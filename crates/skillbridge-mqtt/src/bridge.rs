//! End-to-end Operation invocation over MQTT.

use serde_json::Value;
use skillbridge_core::{ArrayMappingsOverride, BridgeError, OperationVariable, Result};
use skillbridge_schema::{SchemaParser, SchemaStructure};
use std::collections::HashMap;
use std::sync::Arc;
use std::time::Duration;
use tokio::sync::{Mutex, mpsc};
use tokio::task::JoinHandle;
use tracing::{debug, info, warn};
use uuid::Uuid;

use crate::message::{
    CommandMessage, MessageLayout, build_response_variables, compose_command,
};
use crate::pending::{PendingHandle, PendingOperationRegistry, extract_state, is_success_state};
use crate::state::{ProgressReporter, states};
use crate::transport::MqttTransport;

/// Invocation contract of a skill.
#[derive(Debug, Clone, PartialEq, Eq)]
pub enum InvocationMode {
    /// Publish and return immediately
    OneWay,
    /// Publish and wait for a terminal response
    Synchronous,
    /// Wait like `Synchronous` and mirror progress to the shell server
    Asynchronous { state_update_path: String },
}

/// One invocation as resolved by the HTTP layer.
#[derive(Debug, Clone)]
pub struct InvocationRequest {
    pub command_topic: String,
    pub response_topic: Option<String>,
    pub mode: InvocationMode,
    pub input_schema: Option<String>,
    pub output_schema: Option<String>,
    pub array_override: Option<ArrayMappingsOverride>,
    /// Overrides the bridge's default wait
    pub timeout: Option<Duration>,
    pub variables: Vec<OperationVariable>,
}

impl InvocationRequest {
    pub fn one_way(command_topic: impl Into<String>, variables: Vec<OperationVariable>) -> Self {
        Self {
            command_topic: command_topic.into(),
            response_topic: None,
            mode: InvocationMode::OneWay,
            input_schema: None,
            output_schema: None,
            array_override: None,
            timeout: None,
            variables,
        }
    }

    pub fn synchronous(
        command_topic: impl Into<String>,
        response_topic: impl Into<String>,
        variables: Vec<OperationVariable>,
    ) -> Self {
        Self {
            response_topic: Some(response_topic.into()),
            mode: InvocationMode::Synchronous,
            ..Self::one_way(command_topic, variables)
        }
    }

    pub fn asynchronous(
        command_topic: impl Into<String>,
        response_topic: impl Into<String>,
        state_update_path: impl Into<String>,
        variables: Vec<OperationVariable>,
    ) -> Self {
        Self {
            mode: InvocationMode::Asynchronous {
                state_update_path: state_update_path.into(),
            },
            ..Self::synchronous(command_topic, response_topic, variables)
        }
    }

    pub fn with_schemas(mut self, input: Option<String>, output: Option<String>) -> Self {
        self.input_schema = input;
        self.output_schema = output;
        self
    }

    pub fn with_array_override(mut self, overrides: Option<ArrayMappingsOverride>) -> Self {
        self.array_override = overrides;
        self
    }

    pub fn with_timeout(mut self, timeout: Option<Duration>) -> Self {
        self.timeout = timeout;
        self
    }

    fn state_update_path(&self) -> Option<&str> {
        match &self.mode {
            InvocationMode::Asynchronous { state_update_path } => Some(state_update_path),
            _ => None,
        }
    }
}

/// Bridges blocking Operation calls onto publish/subscribe.
///
/// One instance owns the shared transport and registry for the process.
pub struct MqttOperationBridge {
    transport: Arc<dyn MqttTransport>,
    registry: Arc<PendingOperationRegistry>,
    schemas: Arc<SchemaParser>,
    progress: Arc<dyn ProgressReporter>,
    default_timeout: Duration,
    /// Response topic -> number of invocations waiting on it
    subscriptions: Arc<Mutex<HashMap<String, usize>>>,
}
fn apply_schema(
    variables: &[OperationVariable],
    structure: &SchemaStructure,
    warnings: &mut Vec<MappingWarning>,
) -> Map<String, Value> {
    let names: Vec<&str> = variables.iter().map(|v| v.name.as_str()).collect();
    let plan = FieldMappingResolver::resolve(&names, structure);
    let mut payload = Map::new();

    for (array_name, entries) in &plan.array_mappings {
        let mut packed = Vec::with_capacity(entries.len());
        for entry in entries {
            let value = match entry.param_name.as_deref().and_then(|p| find(variables, p)) {
                Some(var) => coerce_to_schema(
                    &var.name,
                    var.coerced_value(),
                    entry.item_type.as_deref(),
                    warnings,
                ),
                None => entry.default.clone().unwrap_or(Value::Null),
            };
            packed.push(value);
        }
        payload.insert(array_name.clone(), Value::Array(packed));
    }

    for (field, mapping) in &plan.simple_mappings {
        if let Some(var) = find(variables, &mapping.param_name) {
            let value = coerce_to_schema(
                field,
                var.coerced_value(),
                mapping.field_type.as_deref(),
                warnings,
            );
            payload.insert(field.clone(), value);
        }
    }

    warnings.extend(
        plan.incomplete_arrays
            .into_iter()
            .map(MappingWarning::IncompleteArray),
    );
    warnings.extend(plan.unmapped_params.into_iter().map(MappingWarning::Unmapped));
    for required in &structure.required_fields {
        if required != CORRELATION_FIELD && !payload.contains_key(required) {
            warnings.push(MappingWarning::MissingRequired(required.clone()));
        }
    }

    payload
}

/// Best-effort conversion of `value` to the schema's declared `type`.
///
/// Values that cannot be converted are returned unchanged; object fields
/// additionally record an [`MappingWarning::UncoercibleObject`].
pub fn coerce_to_schema(
    field: &str,
    value: Value,
    schema_type: Option<&str>,
    warnings: &mut Vec<MappingWarning>,
) -> Value {
    let Some(schema_type) = schema_type else {
        return value;
    };

    match (schema_type, value) {
        ("integer", Value::Number(n)) if !n.is_i64() && !n.is_u64() => {
            match n.as_f64().and_then(whole_f64_to_i64) {
                Some(i) => Value::from(i),
                None => Value::Number(n),
            }
        }
        ("integer", Value::String(s)) => match coerce_integer_text(s.trim()) {
            Some(n) => n,
            None => {
                warn!("Field {} is not a representable integer: {}", field, s);
                Value::String(s)
            }
        },
        ("number", Value::Number(n)) => match n.as_f64() {
            Some(f) => Value::from(f),
            None => Value::Number(n),
        },
        ("number", Value::String(s)) => match s.trim().parse::<f64>() {
            Ok(f) if f.is_finite() => Value::from(f),
            _ => Value::String(s),
        },
        ("boolean", Value::String(s)) => match s.trim().to_ascii_lowercase().as_str() {
            "true" => Value::Bool(true),
            "false" => Value::Bool(false),
            _ => Value::String(s),
        },
        ("string", v @ (Value::Number(_) | Value::Bool(_))) => Value::String(v.to_string()),
        ("array", Value::String(s)) => {
            let trimmed = s.trim();
            if trimmed.starts_with('[') && trimmed.ends_with(']') {
                if let Ok(parsed @ Value::Array(_)) = serde_json::from_str::<Value>(trimmed) {
                    return parsed;
                }
            }
            Value::Array(vec![Value::String(s)])
        }
        ("array", v @ (Value::Number(_) | Value::Bool(_))) => Value::Array(vec![v]),
        ("object", Value::String(s)) => {
            let trimmed = s.trim();
            if trimmed.starts_with('{') && trimmed.ends_with('}') {
                if let Ok(parsed @ Value::Object(_)) = serde_json::from_str::<Value>(trimmed) {
                    return parsed;
                }
            }
            warnings.push(MappingWarning::UncoercibleObject(field.to_string()));
            Value::String(s)
        }
        ("object", v @ (Value::Number(_) | Value::Bool(_))) => {
            warnings.push(MappingWarning::UncoercibleObject(field.to_string()));
            v
        }
        (_, v) => v,
    }
}

/// Turn a terminal response payload into output variables.
///
/// Array fields the output schema describes positionally are unpacked into
/// one variable per position. `Uuid` is not echoed back.
pub fn build_response_variables(
    payload: &Value,
    output: Option<&SchemaStructure>,
) -> Vec<OperationVariable> {
    let Some(fields) = payload.as_object() else {
        if payload.is_null() {
            return Vec::new();
        }
        return vec![OperationVariable::new(
            "value",
            infer_value_type(payload),
            value_to_text(payload),
        )];
    };

    let mut outputs = Vec::new();
    for (key, value) in fields {
        if key.eq_ignore_ascii_case(CORRELATION_FIELD) {
            continue;
        }

        let positional = output.and_then(|s| s.array(key));
        if let (Some((_, items)), Value::Array(elements)) = (positional, value) {
            for (index, element) in elements.iter().enumerate() {
                let item = items.iter().find(|i| i.index == index);
                let name = item
                    .map(|i| i.title.clone())
                    .unwrap_or_else(|| format!("{}_{}", key, index));
                let declared = item.and_then(|i| {
                    value_type_for_schema(i.item_type.as_deref(), i.format.as_deref())
                });
                outputs.push(OperationVariable::new(
                    name,
                    declared.unwrap_or_else(|| infer_value_type(element)),
                    value_to_text(element),
                ));
            }
            continue;
        }

        let declared = output
            .and_then(|s| s.field(key))
            .and_then(|(_, t)| value_type_for_schema(t.field_type.as_deref(), t.format.as_deref()));
        outputs.push(OperationVariable::new(
            key.clone(),
            declared.unwrap_or_else(|| infer_value_type(value)),
            value_to_text(value),
        ));
    }
    outputs
}
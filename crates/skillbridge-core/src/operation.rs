//! Operation variables and their AAS wire representation.
//!
//! The shell server transports Operation parameters as
//! `{"value": {"modelType": "Property", "idShort", "valueType", "value"}}`.
//! Internally the bridge only needs the flat `{name, valueType, value}` triple.

use serde::{Deserialize, Serialize};
use serde_json::Value;
use tracing::warn;

/// XSD value type names used by shell Properties.
pub mod xs {
    pub const STRING: &str = "xs:string";
    pub const INT: &str = "xs:int";
    pub const DOUBLE: &str = "xs:double";
    pub const BOOLEAN: &str = "xs:boolean";
    pub const DATE_TIME: &str = "xs:dateTime";
    pub const DATE: &str = "xs:date";
    pub const TIME: &str = "xs:time";
    pub const ANY_URI: &str = "xs:anyURI";
}

/// One named, typed Operation parameter.
#[derive(Debug, Clone, PartialEq, Serialize, Deserialize)]
#[serde(rename_all = "camelCase")]
pub struct OperationVariable {
    pub name: String,
    pub value_type: String,
    pub value: String,
}

impl OperationVariable {
    pub fn new(
        name: impl Into<String>,
        value_type: impl Into<String>,
        value: impl Into<String>,
    ) -> Self {
        Self {
            name: name.into(),
            value_type: value_type.into(),
            value: value.into(),
        }
    }

    /// Shorthand for an `xs:string` variable.
    pub fn string(name: impl Into<String>, value: impl Into<String>) -> Self {
        Self::new(name, xs::STRING, value)
    }

    /// Coerce the textual value according to the declared value type.
    pub fn coerced_value(&self) -> Value {
        ValueType::classify(&self.value_type).coerce(&self.value)
    }
}

/// Property payload inside an [`OperationVariableDto`].
#[derive(Debug, Clone, PartialEq, Serialize, Deserialize)]
#[serde(rename_all = "camelCase")]
pub struct PropertyDto {
    #[serde(default = "default_model_type")]
    pub model_type: String,
    pub id_short: String,
    #[serde(default = "default_value_type")]
    pub value_type: String,
    #[serde(default, deserialize_with = "deserialize_text")]
    pub value: String,
}

fn default_model_type() -> String {
    "Property".to_string()
}

fn default_value_type() -> String {
    xs::STRING.to_string()
}

/// Accept non-string JSON values and keep their textual form.
fn deserialize_text<'de, D>(deserializer: D) -> Result<String, D::Error>
where
    D: serde::Deserializer<'de>,
{
    let value = Value::deserialize(deserializer)?;
    Ok(match value {
        Value::Null => String::new(),
        Value::String(s) => s,
        other => other.to_string(),
    })
}

/// Wire form of one Operation variable.
#[derive(Debug, Clone, PartialEq, Serialize, Deserialize)]
pub struct OperationVariableDto {
    pub value: PropertyDto,
}

impl From<OperationVariableDto> for OperationVariable {
    fn from(dto: OperationVariableDto) -> Self {
        Self {
            name: dto.value.id_short,
            value_type: dto.value.value_type,
            value: dto.value.value,
        }
    }
}

impl From<OperationVariable> for OperationVariableDto {
    fn from(var: OperationVariable) -> Self {
        Self {
            value: PropertyDto {
                model_type: default_model_type(),
                id_short: var.name,
                value_type: var.value_type,
                value: var.value,
            },
        }
    }
}

/// Coercion family of an `xs:*` value type.
#[derive(Debug, Clone, Copy, PartialEq, Eq)]
pub enum ValueType {
    Integer,
    Float,
    Boolean,
    String,
}

impl ValueType {
    /// Classify an XSD type name (with or without the `xs:` prefix).
    pub fn classify(value_type: &str) -> Self {
        let name = value_type
            .rsplit(':')
            .next()
            .unwrap_or(value_type)
            .to_ascii_lowercase();
        match name.as_str() {
            "int" | "integer" | "long" | "short" | "byte" | "unsignedint" | "unsignedlong"
            | "unsignedshort" | "unsignedbyte" | "nonnegativeinteger" | "positiveinteger"
            | "nonpositiveinteger" | "negativeinteger" => Self::Integer,
            "double" | "float" | "decimal" => Self::Float,
            "boolean" | "bool" => Self::Boolean,
            _ => Self::String,
        }
    }

    /// Coerce text into a JSON value of this family. Unparseable text stays a string.
    pub fn coerce(&self, text: &str) -> Value {
        let trimmed = text.trim();
        match self {
            Self::Integer => coerce_integer_text(trimmed).unwrap_or_else(|| {
                if trimmed.parse::<f64>().is_ok() {
                    warn!("Integer value {} is out of range, sending it as text", trimmed);
                }
                Value::String(text.to_string())
            }),
            Self::Float => match trimmed.parse::<f64>() {
                Ok(f) if f.is_finite() => Value::from(f),
                _ => Value::String(text.to_string()),
            },
            Self::Boolean => match trimmed.to_ascii_lowercase().as_str() {
                "true" | "1" => Value::Bool(true),
                "false" | "0" => Value::Bool(false),
                _ => Value::String(text.to_string()),
            },
            Self::String => Value::String(text.to_string()),
        }
    }
}

/// Parse an integer literal without losing precision.
///
/// Accepts the full `i64` and `u64` ranges. Whole floats such as `"3.0"` or
/// `"1e3"` are accepted only when they fit in `i64`.
pub fn coerce_integer_text(text: &str) -> Option<Value> {
    if let Ok(n) = text.parse::<i64>() {
        return Some(Value::from(n));
    }
    if let Ok(n) = text.parse::<u64>() {
        return Some(Value::from(n));
    }
    let f = text.parse::<f64>().ok()?;
    whole_f64_to_i64(f).map(Value::from)
}

/// `f` as `i64` when it is a whole number inside the `i64` range.
pub fn whole_f64_to_i64(f: f64) -> Option<i64> {
    // i64::MAX as f64 rounds up to 2^63, so the upper bound is exclusive
    let in_range = f >= i64::MIN as f64 && f < i64::MAX as f64;
    (f.is_finite() && f.fract() == 0.0 && in_range).then_some(f as i64)
}

/// Pick the output value type from a schema's declared `format`/`type`.
pub fn value_type_for_schema(schema_type: Option<&str>, format: Option<&str>) -> Option<&'static str> {
    let by_format = format.and_then(|f| match f {
        "date-time" => Some(xs::DATE_TIME),
        "date" => Some(xs::DATE),
        "time" => Some(xs::TIME),
        "uri" => Some(xs::ANY_URI),
        _ => None,
    });
    by_format.or_else(|| {
        schema_type.and_then(|t| match t {
            "integer" => Some(xs::INT),
            "number" => Some(xs::DOUBLE),
            "boolean" => Some(xs::BOOLEAN),
            "string" => Some(xs::STRING),
            _ => None,
        })
    })
}

/// Infer the output value type from a native JSON value.
pub fn infer_value_type(value: &Value) -> &'static str {
    match value {
        Value::Bool(_) => xs::BOOLEAN,
        Value::Number(n) if n.is_i64() || n.is_u64() => xs::INT,
        Value::Number(_) => xs::DOUBLE,
        _ => xs::STRING,
    }
}

/// Textual form of a JSON value as carried in a Property `value`.
pub fn value_to_text(value: &Value) -> String {
    match value {
        Value::Null => String::new(),
        Value::String(s) => s.clone(),
        other => other.to_string(),
    }
}
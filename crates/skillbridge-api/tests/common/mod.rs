//! Common test utilities for API tests.

use async_trait::async_trait;
use parking_lot::Mutex;
use serde_json::Value;
use skillbridge_core::{BridgeError, InvocationConfig, Result, SkillTopicTable};
use skillbridge_mqtt::{
    MqttOperationBridge, MqttTransport, PendingOperationRegistry, ProgressReporter,
    StateUpdateError,
};
use skillbridge_schema::SchemaParser;
use std::sync::Arc;
use std::sync::atomic::{AtomicBool, Ordering};
use std::time::Duration;
use tokio::sync::mpsc;

use skillbridge_api::ServerState;

/// In-memory broker: publishes go to the test, subscriptions are recorded.
pub struct MockTransport {
    pub published: mpsc::UnboundedSender<(String, Value)>,
    pub subscribed: Mutex<Vec<String>>,
    pub connected: AtomicBool,
    pub fail_publish: AtomicBool,
}

#[async_trait]
impl MqttTransport for MockTransport {
    async fn publish(&self, topic: &str, payload: Vec<u8>) -> Result<()> {
        if self.fail_publish.load(Ordering::SeqCst) {
            return Err(BridgeError::Broker("not connected".to_string()));
        }
        let value: Value = serde_json::from_slice(&payload)?;
        let _ = self.published.send((topic.to_string(), value));
        Ok(())
    }

    async fn subscribe(&self, topic: &str) -> Result<()> {
        self.subscribed.lock().push(topic.to_string());
        Ok(())
    }

    async fn unsubscribe(&self, _topic: &str) -> Result<()> {
        Ok(())
    }

    fn is_connected(&self) -> bool {
        self.connected.load(Ordering::SeqCst)
    }
}

#[derive(Default)]
pub struct RecordingReporter {
    pub states: Mutex<Vec<String>>,
}

#[async_trait]
impl ProgressReporter for RecordingReporter {
    async fn report(&self, _path: &str, state: &str) -> std::result::Result<(), StateUpdateError> {
        self.states.lock().push(state.to_string());
        Ok(())
    }
}

pub struct TestContext {
    pub state: ServerState,
    pub transport: Arc<MockTransport>,
    pub registry: Arc<PendingOperationRegistry>,
    pub reporter: Arc<RecordingReporter>,
    pub published: mpsc::UnboundedReceiver<(String, Value)>,
}

/// Create a server state around an in-memory transport.
pub fn create_test_context(skills: SkillTopicTable) -> TestContext {
    let (tx, rx) = mpsc::unbounded_channel();
    let transport = Arc::new(MockTransport {
        published: tx,
        subscribed: Mutex::new(Vec::new()),
        connected: AtomicBool::new(true),
        fail_publish: AtomicBool::new(false),
    });
    let registry = Arc::new(PendingOperationRegistry::new());
    let reporter = Arc::new(RecordingReporter::default());
    let bridge = Arc::new(MqttOperationBridge::new(
        transport.clone(),
        registry.clone(),
        Arc::new(SchemaParser::new(Duration::from_secs(1))),
        reporter.clone(),
        Duration::from_secs(5),
    ));

    TestContext {
        state: ServerState::new(bridge, Arc::new(skills), InvocationConfig::default()),
        transport,
        registry,
        reporter,
        published: rx,
    }
}

/// Answer the next published command with `responses` on `response_topic`.
pub fn spawn_device(
    registry: Arc<PendingOperationRegistry>,
    mut published: mpsc::UnboundedReceiver<(String, Value)>,
    response_topic: &'static str,
    responses: Vec<Value>,
) -> tokio::task::JoinHandle<(String, Value)> {
    tokio::spawn(async move {
        let (topic, command) = published.recv().await.unwrap();
        for response in responses {
            registry.handle_message(response_topic, &serde_json::to_vec(&response).unwrap());
        }
        (topic, command)
    })
}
★ ★ ★ ★ ★ ★ ★
## [The problem]
Copy out each line from the listing that contains the string "InvocationRequest".

## [Result for this exercise]
pub struct InvocationRequest {
impl InvocationRequest {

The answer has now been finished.